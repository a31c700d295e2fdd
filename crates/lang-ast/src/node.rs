//! AST node kinds and operators.

use crate::interner::NameId;
use lang_position_tracking::Span;
use serde::{Deserialize, Serialize};

/// Index of a node in one file's [`crate::Ast`] arena.
#[derive(Debug, Clone, Copy, PartialEq, Eq, Hash, PartialOrd, Ord, Serialize, Deserialize)]
pub struct NodeId(pub u32);

impl NodeId {
    /// Arena slot index.
    pub fn index(self) -> usize {
        self.0 as usize
    }
}

/// Unary operators.
#[derive(Debug, Clone, Copy, PartialEq, Eq, Hash, Serialize, Deserialize)]
pub enum UnaryOp {
    /// `-x`
    Neg,
    /// `!x`
    Not,
    /// `#x` — length of a list, map, string, or tuple
    Len,
}

/// Binary operators, including assignment.
#[derive(Debug, Clone, Copy, PartialEq, Eq, Hash, Serialize, Deserialize)]
pub enum BinaryOp {
    Add,
    Sub,
    Mul,
    Div,
    Mod,
    /// `..` string concatenation
    Concat,
    Eq,
    NotEq,
    Lt,
    LtEq,
    Gt,
    GtEq,
    /// `&&`, short-circuit
    And,
    /// `||`, short-circuit
    Or,
    BitAnd,
    BitOr,
    BitXor,
    Shl,
    Shr,
    /// `=`
    Assign,
}

impl BinaryOp {
    /// Operator text as written in source, for diagnostics.
    pub fn as_str(&self) -> &'static str {
        match self {
            BinaryOp::Add => "+",
            BinaryOp::Sub => "-",
            BinaryOp::Mul => "*",
            BinaryOp::Div => "/",
            BinaryOp::Mod => "%",
            BinaryOp::Concat => "..",
            BinaryOp::Eq => "==",
            BinaryOp::NotEq => "!=",
            BinaryOp::Lt => "<",
            BinaryOp::LtEq => "<=",
            BinaryOp::Gt => ">",
            BinaryOp::GtEq => ">=",
            BinaryOp::And => "&&",
            BinaryOp::Or => "||",
            BinaryOp::BitAnd => "&",
            BinaryOp::BitOr => "|",
            BinaryOp::BitXor => "^",
            BinaryOp::Shl => "<<",
            BinaryOp::Shr => ">>",
            BinaryOp::Assign => "=",
        }
    }
}

/// One name in a named import list: `a`, `b as c`, or `type T`.
#[derive(Debug, Clone, PartialEq)]
pub struct ImportItem {
    /// Name as exported by the target module
    pub name: NameId,
    /// Span of `name` in this file
    pub name_span: Span,
    /// Local alias (`b as c`), if any
    pub alias: Option<NameId>,
    /// `type T` import
    pub is_type: bool,
}

/// What an import statement binds.
#[derive(Debug, Clone, PartialEq)]
pub enum ImportTarget {
    /// `import * as X from "path"`
    Wildcard {
        /// The module alias `X`
        alias: NameId,
        /// Span of the alias token
        alias_span: Span,
    },
    /// `import { a, b as c, type T } from "path"`
    Named {
        /// The listed names
        items: Vec<ImportItem>,
    },
}

/// The payload of every AST node.
///
/// Kinds group into the compilation unit, declarations, statements,
/// expressions, and type references. Error and missing variants keep the
/// tree total on any input.
#[derive(Debug, Clone, PartialEq)]
pub enum AstKind {
    // ===== Unit =====
    /// Root of a file. Treated as containing every in-bounds offset even
    /// when its own range is damaged by a top-level parse error.
    CompilationUnit {
        /// Top-level declarations and statements
        items: Vec<NodeId>,
    },

    // ===== Declarations =====
    /// `import … from "path";`
    ImportDecl {
        /// The raw path string (without quotes)
        path: NameId,
        /// Span of the path literal, for import diagnostics
        path_span: Span,
        /// Wildcard or named binding list
        target: ImportTarget,
    },
    /// A variable or field declaration. Flags carry `const`, `global`,
    /// `static`, and `export`.
    VarDecl {
        name: NameId,
        name_span: Span,
        /// Declared type annotation
        ty: NodeId,
        /// Initializer, if written
        init: Option<NodeId>,
        /// Preceding `///` doc text
        doc: Option<NameId>,
    },
    /// `mutivar a, b = f();` — declares every name from one multi-return
    /// initializer.
    MultiVarDecl {
        names: Vec<(NameId, Span)>,
        init: NodeId,
    },
    /// A function or method declaration. Methods carry `IS_STATIC` when
    /// declared `static`.
    FuncDecl {
        name: NameId,
        name_span: Span,
        params: Vec<NodeId>,
        return_type: NodeId,
        body: NodeId,
        /// `(…, ...)` variadic marker
        is_variadic: bool,
        doc: Option<NameId>,
    },
    /// One parameter of a function, method, or lambda.
    Param {
        name: NameId,
        name_span: Span,
        ty: NodeId,
    },
    /// `class Name { … }`
    ClassDecl {
        name: NameId,
        name_span: Span,
        members: Vec<NodeId>,
        doc: Option<NameId>,
    },
    /// `type Name = T;`
    TypeAliasDecl {
        name: NameId,
        name_span: Span,
        ty: NodeId,
        doc: Option<NameId>,
    },
    /// A declaration the parser could not form.
    ErrorDecl {
        message: String,
    },

    // ===== Statements =====
    /// `{ … }`
    Block {
        stmts: Vec<NodeId>,
    },
    IfStmt {
        cond: NodeId,
        then_branch: NodeId,
        else_branch: Option<NodeId>,
    },
    WhileStmt {
        cond: NodeId,
        body: NodeId,
    },
    ForStmt {
        init: Option<NodeId>,
        cond: Option<NodeId>,
        step: Option<NodeId>,
        body: NodeId,
    },
    /// `return a, b;` — zero or more values
    ReturnStmt {
        values: Vec<NodeId>,
    },
    BreakStmt,
    ContinueStmt,
    /// `defer { … }` — body runs at function exit, analyzed in the
    /// enclosing function scope
    DeferStmt {
        body: NodeId,
    },
    ExprStmt {
        expr: NodeId,
    },
    /// A statement the parser could not form.
    ErrorStmt {
        message: String,
    },

    // ===== Expressions =====
    IntLiteral {
        value: i64,
    },
    FloatLiteral {
        value: f64,
    },
    StringLiteral {
        value: NameId,
    },
    BoolLiteral {
        value: bool,
    },
    NullLiteral,
    Identifier {
        name: NameId,
    },
    ThisExpr,
    UnaryExpr {
        op: UnaryOp,
        operand: NodeId,
    },
    BinaryExpr {
        op: BinaryOp,
        lhs: NodeId,
        rhs: NodeId,
    },
    CallExpr {
        callee: NodeId,
        args: Vec<NodeId>,
    },
    /// `base.member`. An `INCOMPLETE` node has the empty member name and
    /// keeps the dot in its span so completion can still locate it.
    MemberAccessExpr {
        base: NodeId,
        member: NameId,
        member_span: Span,
    },
    /// `base:member` — method lookup form.
    ColonLookupExpr {
        base: NodeId,
        member: NameId,
        member_span: Span,
    },
    IndexExpr {
        base: NodeId,
        index: NodeId,
    },
    /// `new A.B.C(args)`. A missing qualified name synthesizes a single
    /// empty segment so completion still sees the prefix.
    NewExpr {
        path: Vec<(NameId, Span)>,
        args: Vec<NodeId>,
    },
    /// `function (params) { … }`
    LambdaExpr {
        params: Vec<NodeId>,
        body: NodeId,
    },
    /// An expression the parser could not form.
    ErrorExpr {
        message: String,
    },
    /// An expected expression that is absent entirely.
    MissingExpr,

    // ===== Type references =====
    /// A named type: builtin keyword or class/alias name.
    TypeName {
        name: NameId,
    },
    /// `list<T>`
    ListTypeNode {
        elem: NodeId,
    },
    /// `map<K, V>`
    MapTypeNode {
        key: NodeId,
        value: NodeId,
    },
    /// `A | B | …` in annotation position
    UnionTypeNode {
        members: Vec<NodeId>,
    },
    /// A type reference the parser could not form.
    ErrorType {
        message: String,
    },
}

impl AstKind {
    /// Child nodes in source order. Drives every traversal, including the
    /// deepest-containing-node search.
    pub fn child_ids(&self) -> Vec<NodeId> {
        use AstKind::*;
        match self {
            CompilationUnit { items } => items.clone(),
            ImportDecl { .. } => Vec::new(),
            VarDecl { ty, init, .. } => {
                let mut out = vec![*ty];
                out.extend(init);
                out
            }
            MultiVarDecl { init, .. } => vec![*init],
            FuncDecl { params, return_type, body, .. } => {
                let mut out = params.clone();
                out.push(*return_type);
                out.push(*body);
                out
            }
            Param { ty, .. } => vec![*ty],
            ClassDecl { members, .. } => members.clone(),
            TypeAliasDecl { ty, .. } => vec![*ty],
            ErrorDecl { .. } => Vec::new(),
            Block { stmts } => stmts.clone(),
            IfStmt { cond, then_branch, else_branch } => {
                let mut out = vec![*cond, *then_branch];
                out.extend(else_branch);
                out
            }
            WhileStmt { cond, body } => vec![*cond, *body],
            ForStmt { init, cond, step, body } => {
                let mut out = Vec::new();
                out.extend(init);
                out.extend(cond);
                out.extend(step);
                out.push(*body);
                out
            }
            ReturnStmt { values } => values.clone(),
            BreakStmt | ContinueStmt => Vec::new(),
            DeferStmt { body } => vec![*body],
            ExprStmt { expr } => vec![*expr],
            ErrorStmt { .. } => Vec::new(),
            IntLiteral { .. } | FloatLiteral { .. } | StringLiteral { .. } | BoolLiteral { .. }
            | NullLiteral | Identifier { .. } | ThisExpr => Vec::new(),
            UnaryExpr { operand, .. } => vec![*operand],
            BinaryExpr { lhs, rhs, .. } => vec![*lhs, *rhs],
            CallExpr { callee, args } => {
                let mut out = vec![*callee];
                out.extend(args.iter().copied());
                out
            }
            MemberAccessExpr { base, .. } | ColonLookupExpr { base, .. } => vec![*base],
            IndexExpr { base, index } => vec![*base, *index],
            NewExpr { args, .. } => args.clone(),
            LambdaExpr { params, body } => {
                let mut out = params.clone();
                out.push(*body);
                out
            }
            ErrorExpr { .. } | MissingExpr => Vec::new(),
            TypeName { .. } => Vec::new(),
            ListTypeNode { elem } => vec![*elem],
            MapTypeNode { key, value } => vec![*key, *value],
            UnionTypeNode { members } => members.clone(),
            ErrorType { .. } => Vec::new(),
        }
    }

    /// Whether this kind is an expression.
    pub fn is_expr(&self) -> bool {
        use AstKind::*;
        matches!(
            self,
            IntLiteral { .. }
                | FloatLiteral { .. }
                | StringLiteral { .. }
                | BoolLiteral { .. }
                | NullLiteral
                | Identifier { .. }
                | ThisExpr
                | UnaryExpr { .. }
                | BinaryExpr { .. }
                | CallExpr { .. }
                | MemberAccessExpr { .. }
                | ColonLookupExpr { .. }
                | IndexExpr { .. }
                | NewExpr { .. }
                | LambdaExpr { .. }
                | ErrorExpr { .. }
                | MissingExpr
        )
    }

    /// Whether this kind is a type reference.
    pub fn is_type(&self) -> bool {
        use AstKind::*;
        matches!(
            self,
            TypeName { .. } | ListTypeNode { .. } | MapTypeNode { .. } | UnionTypeNode { .. } | ErrorType { .. }
        )
    }

    /// Whether this kind is one of the error/missing recovery variants.
    pub fn is_error(&self) -> bool {
        use AstKind::*;
        matches!(
            self,
            ErrorDecl { .. } | ErrorStmt { .. } | ErrorExpr { .. } | MissingExpr | ErrorType { .. }
        )
    }
}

==========

What the task asks:
An exact, complete copy of the lines above from the one with "ty, init, .." through the one with "NullLiteral | Identifier" is the whole answer.

Answer space:
            VarDecl { ty, init, .. } => {
                let mut out = vec![*ty];
                out.extend(init);
                out
            }
            MultiVarDecl { init, .. } => vec![*init],
            FuncDecl { params, return_type, body, .. } => {
                let mut out = params.clone();
                out.push(*return_type);
                out.push(*body);
                out
            }
            Param { ty, .. } => vec![*ty],
            ClassDecl { members, .. } => members.clone(),
            TypeAliasDecl { ty, .. } => vec![*ty],
            ErrorDecl { .. } => Vec::new(),
            Block { stmts } => stmts.clone(),
            IfStmt { cond, then_branch, else_branch } => {
                let mut out = vec![*cond, *then_branch];
                out.extend(else_branch);
                out
            }
            WhileStmt { cond, body } => vec![*cond, *body],
            ForStmt { init, cond, step, body } => {
                let mut out = Vec::new();
                out.extend(init);
                out.extend(cond);
                out.extend(step);
                out.push(*body);
                out
            }
            ReturnStmt { values } => values.clone(),
            BreakStmt | ContinueStmt => Vec::new(),
            DeferStmt { body } => vec![*body],
            ExprStmt { expr } => vec![*expr],
            ErrorStmt { .. } => Vec::new(),
            IntLiteral { .. } | FloatLiteral { .. } | StringLiteral { .. } | BoolLiteral { .. }
            | NullLiteral | Identifier { .. } | ThisExpr => Vec::new(),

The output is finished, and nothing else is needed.